Dataset entries

BEGIN

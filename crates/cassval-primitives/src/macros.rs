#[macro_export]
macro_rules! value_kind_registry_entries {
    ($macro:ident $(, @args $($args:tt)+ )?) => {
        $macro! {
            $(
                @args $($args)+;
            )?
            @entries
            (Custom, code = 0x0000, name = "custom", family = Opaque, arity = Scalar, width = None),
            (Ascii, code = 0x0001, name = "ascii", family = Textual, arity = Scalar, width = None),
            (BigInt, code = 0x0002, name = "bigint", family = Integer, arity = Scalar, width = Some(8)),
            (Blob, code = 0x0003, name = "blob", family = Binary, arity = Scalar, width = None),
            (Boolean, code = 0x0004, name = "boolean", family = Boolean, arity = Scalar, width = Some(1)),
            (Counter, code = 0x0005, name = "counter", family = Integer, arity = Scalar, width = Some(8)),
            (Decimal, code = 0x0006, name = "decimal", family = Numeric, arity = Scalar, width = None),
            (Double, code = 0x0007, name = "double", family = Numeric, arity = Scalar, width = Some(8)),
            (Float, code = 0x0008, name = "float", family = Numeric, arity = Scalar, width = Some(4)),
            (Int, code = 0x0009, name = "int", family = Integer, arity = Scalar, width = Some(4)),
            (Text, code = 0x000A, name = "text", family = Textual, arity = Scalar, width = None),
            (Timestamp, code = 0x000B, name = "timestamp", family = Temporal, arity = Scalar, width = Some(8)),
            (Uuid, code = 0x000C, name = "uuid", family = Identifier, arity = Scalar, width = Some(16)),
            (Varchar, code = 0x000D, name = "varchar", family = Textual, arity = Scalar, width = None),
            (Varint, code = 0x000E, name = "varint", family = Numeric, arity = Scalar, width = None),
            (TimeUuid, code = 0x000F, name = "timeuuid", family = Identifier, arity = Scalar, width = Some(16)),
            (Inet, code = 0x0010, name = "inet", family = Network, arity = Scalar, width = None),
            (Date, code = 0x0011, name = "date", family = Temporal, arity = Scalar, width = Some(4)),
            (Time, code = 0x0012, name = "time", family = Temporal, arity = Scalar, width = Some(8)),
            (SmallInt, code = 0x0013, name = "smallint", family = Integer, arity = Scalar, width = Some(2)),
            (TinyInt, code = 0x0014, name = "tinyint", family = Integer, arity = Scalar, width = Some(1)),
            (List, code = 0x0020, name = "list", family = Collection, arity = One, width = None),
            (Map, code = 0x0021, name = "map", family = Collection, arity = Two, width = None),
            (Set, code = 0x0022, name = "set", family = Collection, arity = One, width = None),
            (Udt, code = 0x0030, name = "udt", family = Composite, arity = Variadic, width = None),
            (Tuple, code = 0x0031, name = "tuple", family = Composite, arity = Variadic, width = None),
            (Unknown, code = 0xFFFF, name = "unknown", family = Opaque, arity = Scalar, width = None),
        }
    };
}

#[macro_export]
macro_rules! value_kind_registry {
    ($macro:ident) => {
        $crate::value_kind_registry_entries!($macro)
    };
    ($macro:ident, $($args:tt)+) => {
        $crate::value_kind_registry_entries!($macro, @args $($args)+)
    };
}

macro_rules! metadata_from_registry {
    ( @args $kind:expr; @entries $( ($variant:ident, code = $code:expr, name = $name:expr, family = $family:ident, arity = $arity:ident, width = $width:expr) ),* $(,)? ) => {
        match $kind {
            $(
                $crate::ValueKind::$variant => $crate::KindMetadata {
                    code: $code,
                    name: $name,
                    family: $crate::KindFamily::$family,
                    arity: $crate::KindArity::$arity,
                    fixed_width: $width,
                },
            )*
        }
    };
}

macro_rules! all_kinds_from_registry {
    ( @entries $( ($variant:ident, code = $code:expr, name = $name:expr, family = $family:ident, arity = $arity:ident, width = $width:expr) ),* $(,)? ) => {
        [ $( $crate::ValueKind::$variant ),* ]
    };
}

END

[Exercise objective]
Verbatim output is expected for the lines from the start of the data to the line in which "(Ascii, code = 0x0001, name" appears, both included.

[Expected answer]
filename crates/cassval-primitives/src/macros.rs
#[macro_export]
macro_rules! value_kind_registry_entries {
    ($macro:ident $(, @args $($args:tt)+ )?) => {
        $macro! {
            $(
                @args $($args)+;
            )?
            @entries
            (Custom, code = 0x0000, name = "custom", family = Opaque, arity = Scalar, width = None),
            (Ascii, code = 0x0001, name = "ascii", family = Textual, arity = Scalar, width = None),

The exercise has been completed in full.